Crimen climático
La denuncia de una asociación de más de 2.500 mujeres contra el Estado suizo supone una histórica extensión de los derechos humanos a la cuestión medioambiental
Hay quien piensa que los activistas climáticos que lanzan sopa a las obras de arte son simples vándalos o histéricos, e incluso algún gobierno ha hablado de ellos como “terroristas”. Pero he aquí que una sentencia del Tribunal de Estrasburgo ha condenado a un Estado, Suiza, por su...
Hay quien piensa que los activistas climáticos que lanzan sopa a las obras de arte son simples vándalos o histéricos, e incluso algún gobierno ha hablado de ellos como “terroristas”. Pero he aquí que una sentencia del Tribunal de Estrasburgo ha condenado a un Estado, Suiza, por su inacción climática. Muchos de quienes consideran locos a los activistas también han pensado que la sentencia es delirante. ¿Puede un tribunal internacional responsabilizar a un Estado por no proteger a su ciudadanía de las consecuencias del cambio climático? Pues aunque parezca una locura, sí, puede. Recuerden las palabras de Philipp Blom. La ciencia nos dice inequívocamente que “las decisiones que se tomen en los próximos 10 o 20 años conformarán el futuro de la vida en la Tierra. Nos parece una locura que estos activistas lancen sopa a los cuadros para llamar la atención, pero, ¿qué es lo normal cuando el mundo se ha vuelto loco?”.

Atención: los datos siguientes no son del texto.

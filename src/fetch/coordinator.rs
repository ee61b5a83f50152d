use anyhow::{anyhow, Result};
use serde_json::Value;
use std::collections::HashMap;
use std::future::Future;
use std::sync::{Arc, Mutex};
use url::Url;

use super::{FetchError, FetchState, Transport};
use crate::logging::{log_cache, log_fetch_issued, log_fetch_resolved, log_stale_discarded};
use crate::query::{QueryKey, SlotId};

/// Proof that the holder issued the live request for `key`.
#[derive(Debug, Clone, PartialEq, Eq)]
pub struct Ticket {
    key: QueryKey,
    generation: u64,
}

impl Ticket {
    pub fn key(&self) -> &QueryKey {
        &self.key
    }
}

#[derive(Debug, Clone, PartialEq)]
pub enum Begin {
    /// A result for this key is already cached.
    Cached(Value),
    /// An equal request is in flight; its result will land in the cache.
    Coalesced,
    /// The caller must perform the request and hand the result to `complete`.
    Issued(Ticket),
}

#[derive(Debug, Clone)]
struct Entry {
    state: FetchState<Value>,
    generation: u64,
}

#[derive(Default)]
struct Table {
    entries: HashMap<QueryKey, Entry>,
    /// Key each slot currently displays.
    slots: HashMap<SlotId, QueryKey>,
    next_generation: u64,
}

/// Owns request state for every key a view has asked for.
///
/// Cloning shares the table, so in-flight futures can outlive the borrow of
/// the view that issued them.
#[derive(Clone)]
pub struct FetchCoordinator {
    transport: Arc<dyn Transport>,
    table: Arc<Mutex<Table>>,
}

impl FetchCoordinator {
    pub fn new(transport: Arc<dyn Transport>) -> Self {
        Self { transport, table: Arc::new(Mutex::new(Table::default())) }
    }

    fn lock(&self) -> Result<std::sync::MutexGuard<'_, Table>> {
        self.table.lock().map_err(|_| anyhow!("fetch table lock poisoned"))
    }

    /// Point the key's slot at it and decide whether a request is needed.
    pub fn begin(&self, key: &QueryKey) -> Result<Begin> {
        let mut table = self.lock()?;
        table.slots.insert(key.slot(), key.clone());

        match table.entries.get(key).map(|e| &e.state) {
            Some(FetchState::Success(v)) => {
                let v = v.clone();
                log_cache("hit", &key.dataset, &key.fingerprint());
                return Ok(Begin::Cached(v));
            }
            Some(FetchState::Loading) => {
                log_cache("coalesced", &key.dataset, &key.fingerprint());
                return Ok(Begin::Coalesced);
            }
            _ => {}
        }

        table.next_generation += 1;
        let generation = table.next_generation;
        table
            .entries
            .insert(key.clone(), Entry { state: FetchState::Loading, generation });
        Ok(Begin::Issued(Ticket { key: key.clone(), generation }))
    }

    /// Record the outcome of an issued request. Returns whether the key is
    /// still the one its slot displays.
    ///
    /// A superseded key keeps a successful result in the cache so going back
    /// to it is instant; a superseded failure is dropped so going back
    /// retries.
    pub fn complete(&self, ticket: Ticket, result: Result<Value, FetchError>) -> Result<bool> {
        let mut table = self.lock()?;
        let key = ticket.key;
        let current = table.slots.get(&key.slot()).cloned();
        let is_current = current.as_ref() == Some(&key);

        let owns_entry = table
            .entries
            .get(&key)
            .map(|e| e.generation == ticket.generation)
            .unwrap_or(false);
        if !owns_entry {
            // invalidated and reissued meanwhile
            return Ok(is_current);
        }

        log_fetch_resolved(
            &key.dataset,
            key.role.as_str(),
            &key.fingerprint(),
            result.is_ok(),
            &result.as_ref().err().map(|e| e.msg.clone()).unwrap_or_default(),
        );

        match (result, is_current) {
            (Ok(v), _) => {
                table.entries.insert(key.clone(), Entry { state: FetchState::Success(v), generation: ticket.generation });
            }
            (Err(e), true) => {
                table.entries.insert(key.clone(), Entry { state: FetchState::Failed(e), generation: ticket.generation });
            }
            (Err(_), false) => {
                table.entries.remove(&key);
            }
        }
        if !is_current {
            let current = current.map(|k| k.fingerprint()).unwrap_or_default();
            log_stale_discarded(&key.dataset, key.role.as_str(), &key.fingerprint(), &current);
        }
        Ok(is_current)
    }

    /// State of one key.
    pub fn state(&self, key: &QueryKey) -> FetchState<Value> {
        match self.lock() {
            Ok(table) => table
                .entries
                .get(key)
                .map(|e| e.state.clone())
                .unwrap_or(FetchState::Idle),
            Err(e) => FetchState::Failed(FetchError::request(&e.to_string())),
        }
    }

    /// State of whatever key the slot currently points at.
    pub fn current(&self, slot: &SlotId) -> FetchState<Value> {
        let key = match self.lock() {
            Ok(table) => table.slots.get(slot).cloned(),
            Err(e) => return FetchState::Failed(FetchError::request(&e.to_string())),
        };
        key.map(|k| self.state(&k)).unwrap_or(FetchState::Idle)
    }

    pub fn current_key(&self, slot: &SlotId) -> Option<QueryKey> {
        self.lock().ok().and_then(|t| t.slots.get(slot).cloned())
    }

    /// Forget a key so the next fetch goes to the network again. An
    /// in-flight request for it will no longer be able to store its result.
    pub fn invalidate(&self, key: &QueryKey) -> Result<()> {
        let mut table = self.lock()?;
        if table.entries.remove(key).is_some() {
            log_cache("invalidated", &key.dataset, &key.fingerprint());
        }
        Ok(())
    }

    /// Begin immediately, then resolve in the returned future.
    ///
    /// The slot is repointed before this returns, so call order decides
    /// supersession regardless of when the futures are polled.
    pub fn fetch(&self, key: QueryKey, url: Url) -> impl Future<Output = Result<FetchState<Value>>> + Send + 'static {
        let begun = self.begin(&key);
        let this = self.clone();
        async move {
            match begun? {
                Begin::Cached(v) => Ok(FetchState::Success(v)),
                Begin::Coalesced => Ok(FetchState::Loading),
                Begin::Issued(ticket) => {
                    log_fetch_issued(&key.dataset, key.role.as_str(), &key.fingerprint(), url.as_str());
                    let result = this.transport.get_json(&url).await;
                    this.complete(ticket, result)?;
                    Ok(this.state(&key))
                }
            }
        }
    }
}

#[cfg(test)]
mod tests {
    use super::*;
    use crate::fetch::MemoryTransport;
    use crate::filter::FilterState;
    use crate::pagination::Pagination;
    use crate::registry::lookup;
    use serde_json::json;

    fn key_for_page(page: i64) -> QueryKey {
        let d = lookup("general_events").unwrap();
        QueryKey::records(d, &Pagination::new(20).go_to(page), &FilterState::new())
    }

    fn coordinator() -> FetchCoordinator {
        FetchCoordinator::new(Arc::new(MemoryTransport::new()))
    }

    #[test]
    fn test_stale_result_not_displayed() {
        let c = coordinator();
        let k1 = key_for_page(1);
        let k2 = key_for_page(2);
        let Begin::Issued(t1) = c.begin(&k1).unwrap() else { panic!("expected issue") };
        let Begin::Issued(t2) = c.begin(&k2).unwrap() else { panic!("expected issue") };

        assert!(c.complete(t2, Ok(json!(["page2"]))).unwrap());
        assert!(!c.complete(t1, Ok(json!(["page1"]))).unwrap());

        assert_eq!(c.current(&k2.slot()), FetchState::Success(json!(["page2"])));
        // cached for later, but not what the slot shows
        assert_eq!(c.state(&k1), FetchState::Success(json!(["page1"])));
    }

    #[test]
    fn test_stale_before_newer_resolves_keeps_loading() {
        let c = coordinator();
        let k1 = key_for_page(1);
        let k2 = key_for_page(2);
        let Begin::Issued(t1) = c.begin(&k1).unwrap() else { panic!() };
        let Begin::Issued(_t2) = c.begin(&k2).unwrap() else { panic!() };
        c.complete(t1, Ok(json!(["page1"]))).unwrap();
        assert_eq!(c.current(&k2.slot()), FetchState::Loading);
    }

    #[test]
    fn test_superseded_failure_dropped() {
        let c = coordinator();
        let k1 = key_for_page(1);
        let k2 = key_for_page(2);
        let Begin::Issued(t1) = c.begin(&k1).unwrap() else { panic!() };
        c.begin(&k2).unwrap();
        c.complete(t1, Err(FetchError::http(500))).unwrap();
        assert_eq!(c.state(&k1), FetchState::Idle);
    }

    #[test]
    fn test_duplicate_begin_coalesces_then_hits() {
        let c = coordinator();
        let k = key_for_page(1);
        let Begin::Issued(t) = c.begin(&k).unwrap() else { panic!() };
        assert_eq!(c.begin(&k).unwrap(), Begin::Coalesced);
        c.complete(t, Ok(json!([]))).unwrap();
        assert_eq!(c.begin(&k).unwrap(), Begin::Cached(json!([])));
    }

    #[test]
    fn test_failure_stays_failed_until_invalidated() {
        let c = coordinator();
        let k = key_for_page(1);
        let Begin::Issued(t) = c.begin(&k).unwrap() else { panic!() };
        c.complete(t, Err(FetchError::http(502))).unwrap();
        assert!(c.current(&k.slot()).error().is_some());
        c.invalidate(&k).unwrap();
        assert!(matches!(c.begin(&k).unwrap(), Begin::Issued(_)));
    }

    #[test]
    fn test_invalidated_inflight_cannot_store() {
        let c = coordinator();
        let k = key_for_page(1);
        let Begin::Issued(old) = c.begin(&k).unwrap() else { panic!() };
        c.invalidate(&k).unwrap();
        let Begin::Issued(fresh) = c.begin(&k).unwrap() else { panic!() };
        c.complete(old, Ok(json!(["old"]))).unwrap();
        assert_eq!(c.state(&k), FetchState::Loading);
        c.complete(fresh, Ok(json!(["new"]))).unwrap();
        assert_eq!(c.state(&k), FetchState::Success(json!(["new"])));
    }

    #[tokio::test]
    async fn test_fetch_hits_transport_once() {
        let transport = Arc::new(MemoryTransport::new().with_json("/api/events", json!([{"id": 1}])));
        let c = FetchCoordinator::new(transport.clone());
        let k = key_for_page(1);
        let url = Url::parse("http://localhost/api/events?limit=20").unwrap();
        let first = c.fetch(k.clone(), url.clone()).await.unwrap();
        let second = c.fetch(k, url).await.unwrap();
        assert_eq!(first, second);
        assert_eq!(transport.request_count("/api/events"), 1);
    }
}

Quizá convenga cambiar la escala de lo que consideramos normal o delirio, pues el camino emprendido por una asociación de más de 2.500 mujeres, la mayoría mayores de 70 años, al denunciar al Estado suizo por no adoptar las políticas climáticas necesarias para proteger su salud supone una histórica extensión de los derechos humanos a la cuestión climática. Es solo el comienzo de una escalada de litigios climáticos que moldearán el alcance de lo que David Lizoain denomina “crimen climático”. ¿Suena exagerado? Pues ya está aquí, y lo mejor del caso suizo es que hayan sido 2.500 señoras las que, hartas de sus timoratos representantes, hayan transformado su furia en movilización ciudadana. El ejemplo muestra que eso de que la lucha por el clima es cosa de jóvenes es una falacia. La solidaridad intergeneracional es posible y deseable, pero es paradójico que el TEDH rechazara por motivos formales otro proceso iniciado por jóvenes portugueses. Y también hay una lectura feminista inevitable. Las “damas de pelo blanco”, como las califica otro medio europeo, trazan una línea con otras generaciones de mujeres desde un feminismo que cambia y evoluciona, pero que va unido a una profunda conciencia democrática y ciudadana.
La sentencia es ejemplo de más cosas, como la solidaridad geográfica: el país rico deberá ponerse las pilas para dar ejemplo. Hay activistas en el denostado norte global que luchan para que las instituciones transnacionales fuercen a los Estados ricos a desarrollar una conciencia climática global, amplificando así las voces de los países menos poderosos en los debates internacionales. El caso, en fin, nos habla de la otra gran lucha de nuestro tiempo: la batalla por el universalismo, los derechos humanos y las instituciones de gobernanza global que los protegen. Es elocuente que la reacción de un diputado conservador suizo fuera denunciar la injerencia del TEDH: “Corresponde a las autoridades democráticas establecer la agenda política de los Estados en materia climática, no a los jueces”. O que otro de extrema derecha pidiera abandonar el Consejo de Europa: “La condena a Suiza es un escándalo, inaceptable para un país soberano”, añadiendo que no tenía en cuenta “la inmigración masiva”. Toma delirio. Ahora sabemos que existe una responsabilidad penal imputable a los Estados, y que hay otra política que nos interpela a responsabilizarnos de las consecuencias de la emergencia climática y emprender acciones colectivas. No basta un simple cambio en los patrones de consumo. Estas señoras suizas nos han dado una lección a todos.